> _TASK REQUIREMENTS_: Find all the lines in the entries below that hold the word "crate" and copy them.

(Stored data)
###

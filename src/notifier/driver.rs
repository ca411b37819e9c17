//! Boundary between the notification hub and the physical database connection.
//!
//! The hub never touches a socket. It sends [`DriverCommand`]s and receives
//! [`DriverEvent`]s over a pair of channels; whatever owns the other end of
//! those channels owns the connection. [`PgDriver`] is the Postgres
//! implementation.

use std::future::Future;
use std::pin::Pin;

use serde_json::Value;
use sqlx::postgres::{PgListener, PgPool, PgRow};
use sqlx::{Column, Executor, Row, TypeInfo};
use tokio::sync::mpsc;
use tokio_util::sync::CancellationToken;

use crate::config::NotifierConfig;
use crate::timer::jitter;

#[derive(Debug, Clone, PartialEq, Eq)]
pub enum DriverCommand {
    /// Run one (possibly multi-statement) block of SQL.
    ///
    /// `generation` names the session the hub meant it for: the count of
    /// `Connected` events it had seen when sending. Commands for an earlier
    /// session are answered with an error and never run.
    Execute {
        id: u64,
        generation: u64,
        sql: String,
    },
}

#[derive(Debug, Clone, PartialEq)]
pub enum DriverEvent {
    Connected,
    Disconnected { reason: String },
    /// Outcome of the [`DriverCommand::Execute`] with the same `id`.
    QueryResult {
        id: u64,
        result: Result<QueryResult, String>,
    },
    Notification { channel: String, payload: String },
}

/// Rows returned by a statement, each cell decoded to JSON.
#[derive(Debug, Clone, Default, PartialEq)]
pub struct QueryResult {
    pub columns: Vec<String>,
    pub rows: Vec<Vec<Value>>,
}

impl QueryResult {
    pub fn new(columns: Vec<String>, rows: Vec<Vec<Value>>) -> Self {
        Self { columns, rows }
    }

    /// Result shaped like `SELECT <bool>`.
    pub fn single_bool(value: bool) -> Self {
        Self::new(vec!["result".to_string()], vec![vec![Value::Bool(value)]])
    }

    /// The value of a single-row, single-column boolean result.
    ///
    /// Any other shape yields `None`.
    pub fn as_single_bool(&self) -> Option<bool> {
        match self.rows.as_slice() {
            [row] => match row.as_slice() {
                [Value::Bool(b)] => Some(*b),
                _ => None,
            },
            _ => None,
        }
    }
}

/// Hub side of the driver channels.
pub struct DriverChannels {
    pub commands: mpsc::Sender<DriverCommand>,
    pub events: mpsc::Receiver<DriverEvent>,
}

/// Connection side of the driver channels.
pub struct DriverEndpoint {
    pub commands: mpsc::Receiver<DriverCommand>,
    pub events: mpsc::Sender<DriverEvent>,
}

pub fn channel(buffer: usize) -> (DriverChannels, DriverEndpoint) {
    let (command_tx, command_rx) = mpsc::channel(buffer);
    let (event_tx, event_rx) = mpsc::channel(buffer);
    (
        DriverChannels {
            commands: command_tx,
            events: event_rx,
        },
        DriverEndpoint {
            commands: command_rx,
            events: event_tx,
        },
    )
}

/// Answers every queued command with `reason` without running it.
///
/// Returns false once the hub has gone away.
pub async fn reject_queued(endpoint: &mut DriverEndpoint, reason: &str) -> bool {
    while let Ok(DriverCommand::Execute { id, .. }) = endpoint.commands.try_recv() {
        let event = DriverEvent::QueryResult {
            id,
            result: Err(reason.to_string()),
        };
        if endpoint.events.send(event).await.is_err() {
            return false;
        }
    }
    true
}

type StatementFuture<'a> =
    Pin<Box<dyn Future<Output = Result<Vec<PgRow>, sqlx::Error>> + Send + 'a>>;

/// Named lifetime keeps the driver future `Send` when spawned.
fn run_statement<'a>(listener: &'a mut PgListener, sql: &'a str) -> StatementFuture<'a> {
    listener.fetch_all(sqlx::raw_sql(sql))
}

enum Exit {
    Shutdown,
    HubGone,
    Lost(String),
}

enum Step {
    Command(DriverCommand),
    Notification(Result<Option<sqlx::postgres::PgNotification>, sqlx::Error>),
}

/// Owns one dedicated Postgres session used for LISTEN and ad hoc statements.
pub struct PgDriver {
    pool: PgPool,
    config: NotifierConfig,
}

impl PgDriver {
    pub fn new(pool: PgPool, config: NotifierConfig) -> Self {
        Self { pool, config }
    }

    /// Connects, serves the hub until the session drops, then reconnects with
    /// exponential backoff. Returns on shutdown or when the hub goes away.
    pub async fn run(self, mut endpoint: DriverEndpoint, shutdown: CancellationToken) {
        let mut backoff = self.config.reconnect_min;
        let mut generation = 0;

        loop {
            let connected = tokio::select! {
                _ = shutdown.cancelled() => return,
                res = PgListener::connect_with(&self.pool) => res,
            };

            let mut listener = match connected {
                Ok(listener) => listener,
                Err(e) => {
                    tracing::warn!(
                        error = %e,
                        retry_ms = backoff.as_millis() as u64,
                        "Notifier connection failed"
                    );
                    if endpoint
                        .events
                        .send(DriverEvent::Disconnected {
                            reason: e.to_string(),
                        })
                        .await
                        .is_err()
                    {
                        return;
                    }
                    if !reject_queued(&mut endpoint, "not connected").await {
                        return;
                    }
                    tokio::select! {
                        _ = shutdown.cancelled() => return,
                        _ = tokio::time::sleep(jitter(backoff)) => {}
                    }
                    backoff = (backoff * 2).min(self.config.reconnect_max);
                    continue;
                }
            };

            backoff = self.config.reconnect_min;
            // Leftovers were meant for a session that is gone.
            if !reject_queued(&mut endpoint, "connection replaced").await {
                return;
            }
            generation += 1;
            tracing::info!(generation, "Notifier connection established");
            if endpoint.events.send(DriverEvent::Connected).await.is_err() {
                return;
            }

            match self
                .serve(&mut listener, &mut endpoint, generation, &shutdown)
                .await
            {
                Exit::Shutdown | Exit::HubGone => return,
                Exit::Lost(reason) => {
                    tracing::warn!(reason = %reason, "Notifier connection lost");
                    if endpoint
                        .events
                        .send(DriverEvent::Disconnected {
                            reason: reason.clone(),
                        })
                        .await
                        .is_err()
                    {
                        return;
                    }
                    if !reject_queued(&mut endpoint, &reason).await {
                        return;
                    }
                }
            }
        }
    }

    async fn serve(
        &self,
        listener: &mut PgListener,
        endpoint: &mut DriverEndpoint,
        generation: u64,
        shutdown: &CancellationToken,
    ) -> Exit {
        loop {
            let step = tokio::select! {
                _ = shutdown.cancelled() => return Exit::Shutdown,
                cmd = endpoint.commands.recv() => match cmd {
                    Some(cmd) => Step::Command(cmd),
                    None => return Exit::HubGone,
                },
                note = listener.try_recv() => Step::Notification(note),
            };

            match step {
                Step::Command(DriverCommand::Execute {
                    id,
                    generation: target,
                    sql,
                }) => {
                    let (result, lost) = if target == generation {
                        self.execute(listener, &sql).await
                    } else {
                        tracing::debug!(
                            id,
                            target,
                            generation,
                            "Rejecting command meant for an earlier session"
                        );
                        (Err("connection replaced".to_string()), None)
                    };
                    if endpoint
                        .events
                        .send(DriverEvent::QueryResult { id, result })
                        .await
                        .is_err()
                    {
                        return Exit::HubGone;
                    }
                    if let Some(reason) = lost {
                        return Exit::Lost(reason);
                    }
                }
                Step::Notification(Ok(Some(note))) => {
                    let event = DriverEvent::Notification {
                        channel: note.channel().to_string(),
                        payload: note.payload().to_string(),
                    };
                    if endpoint.events.send(event).await.is_err() {
                        return Exit::HubGone;
                    }
                }
                Step::Notification(Ok(None)) => {
                    return Exit::Lost("connection closed".to_string());
                }
                Step::Notification(Err(e)) => return Exit::Lost(e.to_string()),
            }
        }
    }

    /// Runs `sql`; the second element is set when the session must be dropped.
    async fn execute(
        &self,
        listener: &mut PgListener,
        sql: &str,
    ) -> (Result<QueryResult, String>, Option<String>) {
        let query = run_statement(listener, sql);
        match tokio::time::timeout(self.config.query_timeout, query).await {
            Ok(Ok(rows)) => (Ok(rows_to_result(&rows)), None),
            Ok(Err(e)) => {
                let lost = is_connection_error(&e).then(|| e.to_string());
                (Err(e.to_string()), lost)
            }
            Err(_) => {
                let reason = format!(
                    "query timed out after {}ms",
                    self.config.query_timeout.as_millis()
                );
                (Err(reason.clone()), Some(reason))
            }
        }
    }
}

fn is_connection_error(e: &sqlx::Error) -> bool {
    matches!(
        e,
        sqlx::Error::Io(_)
            | sqlx::Error::Tls(_)
            | sqlx::Error::Protocol(_)
            | sqlx::Error::PoolTimedOut
            | sqlx::Error::PoolClosed
            | sqlx::Error::WorkerCrashed
    )
}

fn rows_to_result(rows: &[PgRow]) -> QueryResult {
    let columns = rows
        .first()
        .map(|row| row.columns().iter().map(|c| c.name().to_string()).collect())
        .unwrap_or_default();
    let rows = rows.iter().map(row_values).collect();
    QueryResult { columns, rows }
}

fn row_values(row: &PgRow) -> Vec<Value> {
    row.columns()
        .iter()
        .map(|column| {
            let i = column.ordinal();
            let value = match column.type_info().name() {
                "BOOL" => row.try_get::<Option<bool>, _>(i).ok().flatten().map(Value::from),
                "INT2" => row.try_get::<Option<i16>, _>(i).ok().flatten().map(Value::from),
                "INT4" => row.try_get::<Option<i32>, _>(i).ok().flatten().map(Value::from),
                "INT8" => row.try_get::<Option<i64>, _>(i).ok().flatten().map(Value::from),
                "FLOAT4" => row.try_get::<Option<f32>, _>(i).ok().flatten().map(Value::from),
                "FLOAT8" => row.try_get::<Option<f64>, _>(i).ok().flatten().map(Value::from),
                "TEXT" | "VARCHAR" | "NAME" | "BPCHAR" => {
                    row.try_get::<Option<String>, _>(i).ok().flatten().map(Value::from)
                }
                "JSON" | "JSONB" => row.try_get::<Option<Value>, _>(i).ok().flatten(),
                _ => None,
            };
            value.unwrap_or(Value::Null)
        })
        .collect()
}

###

> _YOUR RESPONSE_:
use crate::config::NotifierConfig;
use crate::timer::jitter;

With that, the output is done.